As any middle‐schooler could tell you, such an entity goes against every principle of American civics.
PCAOB’s questionable legality traces to the Enron and WorldCom scandals, when Congress rushed to pass new accounting standards (many of which Enron would have already satisfied). Debate lasted one day in the House, and one week in the Senate. The result: onerous bookkeeping requirements and an enforcement body that is at once lawmaker, tax collector, inspector, sheriff, prosecutor, judge and jury.
Among PCAOB’s mandates is the power to make whatever rules are “necessary or appropriate in the public interest or for the protection of investors.” House Financial Affairs Committee Chairman Michael Oxley declared that the board’s “governmental powers” would be “extraordinary and maybe even beyond constitutional.”
More disturbing than PCAOB’s sweeping power is its utter lack of accountability. The Framers recognized that a system of checks and balances was necessary to prevent an overzealous government from infringing individual rights. Traditional independent agencies, such as the Securities and Exchange Commission (SEC) or the Federal Communications Commission, wield significant executive power — and so the appointments clause provides for presidential oversight. This structure ensures coordination with other executive functions, prominent and undivided public accountability, and the incentives necessary to resist narrow interest group pressures.
PCAOB members, however, may be removed only “for cause” by members of another independent agency, the SEC — and then only when the board member at issue is guilty of willful misconduct. In turn, SEC commissioners are removable by the president only “for cause.” This double “for cause” removal procedure insulates PCAOB from presidential control, guaranteeing it free reign to pursue whichever policy agenda it wants — while also shielding the president from responsibility for (and thus political fallout from) unpopular or otherwise harmful board decisions.
Among PCAOB’s mandates is the power to make whatever rules are ‘necessary or appropriate in the public interest or for the protection of investors.’ More disturbing than PCAOB’s sweeping power is its utter lack of accountability.
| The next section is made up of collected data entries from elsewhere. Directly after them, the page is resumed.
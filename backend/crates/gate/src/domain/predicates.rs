//! Pure admission predicates
//!
//! Both predicates see only the policy and request data, never I/O.

use crate::domain::policy::{AccessPolicy, NOT_AFTER, NOT_BEFORE, REFERER};
use url::Url;

/// Whether `now_ms` lies inside the policy's `[NotBefore, NotAfter]` window
///
/// Bounds are inclusive. An absent bound, or one without a leading integer,
/// imposes no constraint.
pub fn time_window_allows(policy: &AccessPolicy, now_ms: i64) -> bool {
    if let Some(not_before) = policy.non_empty(NOT_BEFORE).and_then(parse_bound) {
        if now_ms < not_before {
            return false;
        }
    }
    if let Some(not_after) = policy.non_empty(NOT_AFTER).and_then(parse_bound) {
        if now_ms > not_after {
            return false;
        }
    }
    true
}

/// Whether the referrer is on the policy's allow-list
///
/// Without a `Referer` option every request passes. Otherwise the hostname
/// of the referrer (or the raw header when it is not a URL) must equal one
/// list entry exactly; an absent header is treated as an empty string.
pub fn referer_allows(policy: &AccessPolicy, referer: Option<&str>) -> bool {
    let Some(allowed) = policy.non_empty(REFERER) else {
        return true;
    };

    let host = referer_host(referer.unwrap_or(""));
    allowed.split(',').map(str::trim).any(|entry| entry == host)
}

/// Hostname of a referrer URL, or the raw value when it does not parse
fn referer_host(raw: &str) -> String {
    match Url::parse(raw) {
        Ok(url) => url.host_str().unwrap_or("").to_string(),
        Err(_) => raw.to_string(),
    }
}

/// Leading-integer parse: optional sign then digits, trailing text ignored
fn parse_bound(raw: &str) -> Option<i64> {
    let raw = raw.trim_start();
    let (sign, digits) = match raw.as_bytes().first() {
        Some(b'-') => (-1, &raw[1..]),
        Some(b'+') => (1, &raw[1..]),
        _ => (1, raw),
    };
    let end = digits
        .find(|c: char| !c.is_ascii_digit())
        .unwrap_or(digits.len());
    if end == 0 {
        tracing::debug!(bound = raw, "Unparseable time bound ignored");
        return None;
    }
    // Overflowing bounds saturate so a far-off bound still constrains
    match digits[..end].parse::<i64>() {
        Ok(v) => Some(sign * v),
        Err(_) if sign < 0 => Some(i64::MIN),
        Err(_) => Some(i64::MAX),
    }
}
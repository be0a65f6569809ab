//! Admission filters
//!
//! A filter returns a plain verdict. The first `false` stops the pipeline
//! with `403 Request was filtered`.

use crate::domain::context::RequestContext;
use crate::domain::predicates::{referer_allows, time_window_allows};
use crate::error::{GateError, GateResult};
use platform::client::extract_referer;

#[derive(Debug, Clone, Copy, PartialEq, Eq)]
pub enum Filter {
    /// `NotBefore` / `NotAfter` window
    TimeWindow,
    /// `Referer` hostname allow-list
    Referer,
}

impl Filter {
    pub fn name(&self) -> &'static str {
        match self {
            Filter::TimeWindow => "time_window",
            Filter::Referer => "referer",
        }
    }

    pub fn allows(&self, ctx: &RequestContext, now_ms: i64) -> GateResult<bool> {
        let target = ctx
            .target()
            .ok_or(GateError::TargetNotResolved(self.name()))?;

        let allowed = match self {
            Filter::TimeWindow => time_window_allows(&target.policy, now_ms),
            Filter::Referer => referer_allows(&target.policy, extract_referer(ctx.headers())),
        };

        if !allowed {
            tracing::info!(
                filter = self.name(),
                path = %ctx.path(),
                client_ip = ?ctx.request.client_ip,
                "Request filtered"
            );
        }
        Ok(allowed)
    }
}

#[cfg(test)]
mod tests {
    use super::*;
    use crate::application::stages::preprocessors::resolve_target;
    use crate::domain::context::{Credentials, GateRequest};
    use http::{HeaderValue, Method, header};
    use std::sync::Arc;

    fn resolved(path: &str, referer: Option<&'static str>) -> RequestContext {
        let mut request = GateRequest::new(Method::GET, path);
        if let Some(referer) = referer {
            request
                .headers
                .insert(header::REFERER, HeaderValue::from_static(referer));
        }
        let mut ctx = RequestContext::new(request, Arc::new(Credentials::default()));
        ctx.set_target(resolve_target(path).unwrap());
        ctx
    }

    #[test]
    fn test_time_window_filter() {
        let ctx = resolved("/NotBefore=1000;NotAfter=2000/f", None);
        assert!(Filter::TimeWindow.allows(&ctx, 1500).unwrap());
        assert!(!Filter::TimeWindow.allows(&ctx, 999).unwrap());
        assert!(!Filter::TimeWindow.allows(&ctx, 2001).unwrap());
    }

    #[test]
    fn test_referer_filter() {
        let ctx = resolved("/Referer=a.com/f", Some("https://a.com/page"));
        assert!(Filter::Referer.allows(&ctx, 0).unwrap());

        let ctx = resolved("/Referer=a.com/f", None);
        assert!(!Filter::Referer.allows(&ctx, 0).unwrap());

        let ctx = resolved("/public/f", None);
        assert!(Filter::Referer.allows(&ctx, 0).unwrap());
    }

    #[test]
    fn test_unresolved_target_is_a_fault() {
        let ctx = RequestContext::new(
            GateRequest::new(Method::GET, "/a/b"),
            Arc::new(Credentials::default()),
        );
        assert!(matches!(
            Filter::Referer.allows(&ctx, 0),
            Err(GateError::TargetNotResolved("referer"))
        ));
    }
}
And ample evidence suggests that PCAOB’s actions have been anything but salubrious. Studies indicate that Sarbox has imposed a $1.4 trillion net loss — fraud prevented minus compliance costs — on the American economy, while a survey of financial officers found that large companies spend a yearly average of $1.7 million on the new accounting procedures. And because the cost as a percentage of revenue is even greater for smaller companies, Sarbox effectively keeps those firms out of the capital markets — or forces them to go overseas. One journalist noted that London bankers “would like to erect a solid gold statue in honor of the legislators who sponsored [Sarbox].”
The D.C. Circuit held PCAOB to be constitutional, finding that its members are inferior officers of the SEC and that the removal limitations are insufficient to strip the president of the oversight power required by the appointments clause. As dissenting judge Brett Kavanaugh detailed, this reasoning is tenuous at best and ratifies a derogation of the principles underlying our system of government.
Calling Free Enterprise Fund v. PCAOB the most important separation of powers case in 20 years, Kavanagh explained that “never before in American history has there been an independent agency whose heads are appointed by and removable only for cause by another independent agency.” Even though PCAOB “performs numerous regulatory and law enforcement functions at the core of the executive power,” its structure prevents the president from performing his Article II responsibilities.
To uphold constitutional checks and balances — and for the sake of the economy — the Supreme Court should strike down this unholy new branch of government.